■ Task to complete:
Search the records below for "IrError" and copy every line it turns up in.

[Dataset entries]
// Copyright (c) 2025 woxQAQ
//
// Licensed under the MIT License or Apache License 2.0
// See LICENSE files for details

//! # Typed SQL Lock
//!
//! Per-table read/write locks arbitrating concurrent sessions while an
//! engine executes [`typed_sql_ir::Statement`]s.
//!
//! ```
//! use typed_sql_ir::{Delete, Statement};
//! use typed_sql_lock::{LockConfig, LockManager, SessionId};
//!
//! # tokio_test_block_on(async {
//! let manager = LockManager::new(LockConfig::default());
//! let delete: Statement = Delete::builder("Student").build().into();
//! let permit = manager.acquire(&delete, SessionId::next()).await.unwrap();
//! // ... execute the statement ...
//! permit.release();
//! # });
//! # fn tokio_test_block_on<F: std::future::Future>(f: F) -> F::Output {
//! #     tokio::runtime::Builder::new_current_thread().enable_all().build().unwrap().block_on(f)
//! # }
//! ```

pub mod config;
pub mod error;
pub mod lock;
pub mod manager;

pub use config::LockConfig;
pub use error::{LockError, LockResult};
pub use lock::{LockKind, LockState, SessionId, TableLock};
pub use manager::{LockManager, StatementPermit};
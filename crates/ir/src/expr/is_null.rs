// Copyright (c) 2025 woxQAQ
//
// Licensed under the MIT License or Apache License 2.0
// See LICENSE files for details

use std::fmt;

use serde_json::{Map, Value};

use crate::error::IrResult;
use crate::json::{JsonReader, JsonWriter};
use crate::node::{Node, SqlNode};
use crate::registry::NodeRegistry;

use super::Expr;

/// `left IS [NOT ]NULL`
#[derive(Debug, Clone, PartialEq)]
pub struct IsNullExpr {
    pub left: Box<Expr>,
    pub not: bool,
}

impl IsNullExpr {
    pub const CLASSNAME: &'static str = "IsNullExpression";

    pub fn new(left: impl Into<Expr>) -> Self {
        Self {
            left: Box::new(left.into()),
            not: false,
        }
    }

    pub fn negated(mut self) -> Self {
        self.not = !self.not;
        self
    }
}

impl SqlNode for IsNullExpr {
    fn classname(&self) -> &'static str {
        Self::CLASSNAME
    }

    fn check(&self) -> IrResult<()> {
        self.left.check_slot(Self::CLASSNAME, "left")
    }

    fn json_value(&self) -> Value {
        JsonWriter::new(Self::CLASSNAME)
            .set("left", self.left.json_value())
            .flag("not", self.not)
            .finish()
    }
}

impl fmt::Display for IsNullExpr {
    fn fmt(&self, f: &mut fmt::Formatter<'_>) -> fmt::Result {
        let not = if self.not { "NOT " } else { "" };
        write!(f, "{} IS {}NULL", self.left, not)
    }
}

pub(crate) fn revive(map: &Map<String, Value>, registry: &NodeRegistry) -> IrResult<Node> {
    let json = JsonReader::new(IsNullExpr::CLASSNAME, map, registry);
    let mut expr = IsNullExpr::new(json.expr_or_unknown("left")?);
    expr.not = json.flag("not")?;
    Ok(Node::Expr(expr.into()))
}
// Copyright (c) 2025 woxQAQ
//
// Licensed under the MIT License or Apache License 2.0
// See LICENSE files for details

use std::fmt;

use serde::{Deserialize, Serialize};
use serde_json::{Map, Value};

use crate::error::{IrError, IrResult};
use crate::json::{JsonReader, JsonWriter};
use crate::node::{Node, SqlNode};
use crate::registry::NodeRegistry;

use super::Expr;

/// Logical connective of a [`GroupExpr`]
#[derive(Debug, Clone, Copy, PartialEq, Eq, Hash, Serialize, Deserialize)]
#[serde(rename_all = "UPPERCASE")]
pub enum GroupOperator {
    And,
    Or,
}

impl GroupOperator {
    pub fn as_str(&self) -> &'static str {
        match self {
            GroupOperator::And => "AND",
            GroupOperator::Or => "OR",
        }
    }

    fn parse(operator: &str) -> IrResult<Self> {
        match operator.to_ascii_uppercase().as_str() {
            "AND" => Ok(GroupOperator::And),
            "OR" => Ok(GroupOperator::Or),
            _ => Err(IrError::UnsupportedOperator {
                node: GroupExpr::CLASSNAME,
                operator: operator.to_string(),
            }),
        }
    }
}

impl fmt::Display for GroupOperator {
    fn fmt(&self, f: &mut fmt::Formatter<'_>) -> fmt::Result {
        f.write_str(self.as_str())
    }
}

/// Parenthesised `AND` / `OR` group of conditions
#[derive(Debug, Clone, PartialEq)]
pub struct GroupExpr {
    pub operator: GroupOperator,
    pub expressions: Vec<Expr>,
}

impl GroupExpr {
    pub const CLASSNAME: &'static str = "GroupExpression";

    pub fn new(operator: GroupOperator, expressions: impl IntoIterator<Item = Expr>) -> Self {
        Self {
            operator,
            expressions: expressions.into_iter().collect(),
        }
    }

    pub fn and(expressions: impl IntoIterator<Item = Expr>) -> Self {
        Self::new(GroupOperator::And, expressions)
    }

    pub fn or(expressions: impl IntoIterator<Item = Expr>) -> Self {
        Self::new(GroupOperator::Or, expressions)
    }

    pub fn builder(operator: GroupOperator) -> GroupBuilder {
        GroupBuilder {
            expr: Self::new(operator, Vec::new()),
        }
    }

    /// Combine an existing condition with another one under a single flat `AND`
    ///
    /// The first condition is kept as is; later ones extend the `AND` group
    /// instead of nesting it. `next` itself is appended unchanged.
    pub fn conjoin(existing: Option<Expr>, next: Expr) -> Expr {
        let Some(existing) = existing else {
            return next;
        };
        let mut expressions = match existing {
            Expr::Group(g) if g.operator == GroupOperator::And => g.expressions,
            other => vec![other],
        };
        expressions.push(next);
        Expr::Group(Self::and(expressions))
    }
}

impl SqlNode for GroupExpr {
    fn classname(&self) -> &'static str {
        Self::CLASSNAME
    }

    fn check(&self) -> IrResult<()> {
        if self.expressions.is_empty() {
            return Err(IrError::Incomplete {
                node: Self::CLASSNAME,
                message: "at least one expression is required".to_string(),
            });
        }
        self.expressions
            .iter()
            .try_for_each(|e| e.check_slot(Self::CLASSNAME, "grouped"))
    }

    fn json_value(&self) -> Value {
        JsonWriter::new(Self::CLASSNAME)
            .set("operator", self.operator.as_str())
            .list(
                "expressions",
                self.expressions.iter().map(SqlNode::json_value).collect(),
            )
            .finish()
    }
}

impl fmt::Display for GroupExpr {
    fn fmt(&self, f: &mut fmt::Formatter<'_>) -> fmt::Result {
        write!(f, "(")?;
        for (i, expression) in self.expressions.iter().enumerate() {
            if i > 0 {
                write!(f, " {} ", self.operator)?;
            }
            write!(f, "{}", expression)?;
        }
        write!(f, ")")
    }
}

/// Builder for [`GroupExpr`]
#[derive(Debug, Clone)]
pub struct GroupBuilder {
    expr: GroupExpr,
}

impl GroupBuilder {
    pub fn expr(&mut self, expression: impl Into<Expr>) -> &mut Self {
        self.expr.expressions.push(expression.into());
        self
    }

    pub fn build(&self) -> GroupExpr {
        self.expr.clone()
    }
}

pub(crate) fn revive(map: &Map<String, Value>, registry: &NodeRegistry) -> IrResult<Node> {
    let json = JsonReader::new(GroupExpr::CLASSNAME, map, registry);
    Ok(Node::Expr(Expr::Group(GroupExpr {
        operator: GroupOperator::parse(json.str("operator")?)?,
        expressions: json.exprs("expressions")?,
    })))
}

#[cfg(test)]
mod tests {
    use super::*;
    use crate::expr::{BinaryExpr, col, value};

    fn eq(column: &str, v: i64) -> Expr {
        BinaryExpr::new("=", col(column), value(v)).unwrap().into()
    }

    #[test]
    fn test_group_rendering() {
        let group = GroupExpr::or([eq("a", 1), eq("b", 2)]);
        assert_eq!(group.to_sql().unwrap(), "(`a` = 1 OR `b` = 2)");
    }

    #[test]
    fn test_empty_group_is_incomplete() {
        let group = GroupExpr::builder(GroupOperator::And).build();
        assert!(group.check().is_err());
    }

    #[test]
    fn test_conjoin_flattens() {
        let first = GroupExpr::conjoin(None, eq("a", 1));
        assert_eq!(first, eq("a", 1));

        let second = GroupExpr::conjoin(Some(first), eq("b", 2));
        let third = GroupExpr::conjoin(Some(second), eq("c", 3));
        match third {
            Expr::Group(g) => {
                assert_eq!(g.operator, GroupOperator::And);
                assert_eq!(g.expressions, vec![eq("a", 1), eq("b", 2), eq("c", 3)]);
            }
            other => panic!("expected AND group, got {:?}", other),
        }
    }

    #[test]
    fn test_conjoin_keeps_or_group_nested() {
        let or = Expr::Group(GroupExpr::or([eq("a", 1), eq("b", 2)]));
        let combined = GroupExpr::conjoin(Some(or.clone()), eq("c", 3));
        assert_eq!(combined, Expr::Group(GroupExpr::and([or, eq("c", 3)])));
    }

    #[test]
    fn test_conjoin_appends_and_group_unchanged() {
        let inner = Expr::Group(GroupExpr::and([eq("b", 2), eq("c", 3)]));
        let combined = GroupExpr::conjoin(Some(eq("a", 1)), inner.clone());
        assert_eq!(combined, Expr::Group(GroupExpr::and([eq("a", 1), inner])));
    }
}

■ Response for this exercise:
use crate::error::{IrError, IrResult};
            _ => Err(IrError::UnsupportedOperator {
            return Err(IrError::Incomplete {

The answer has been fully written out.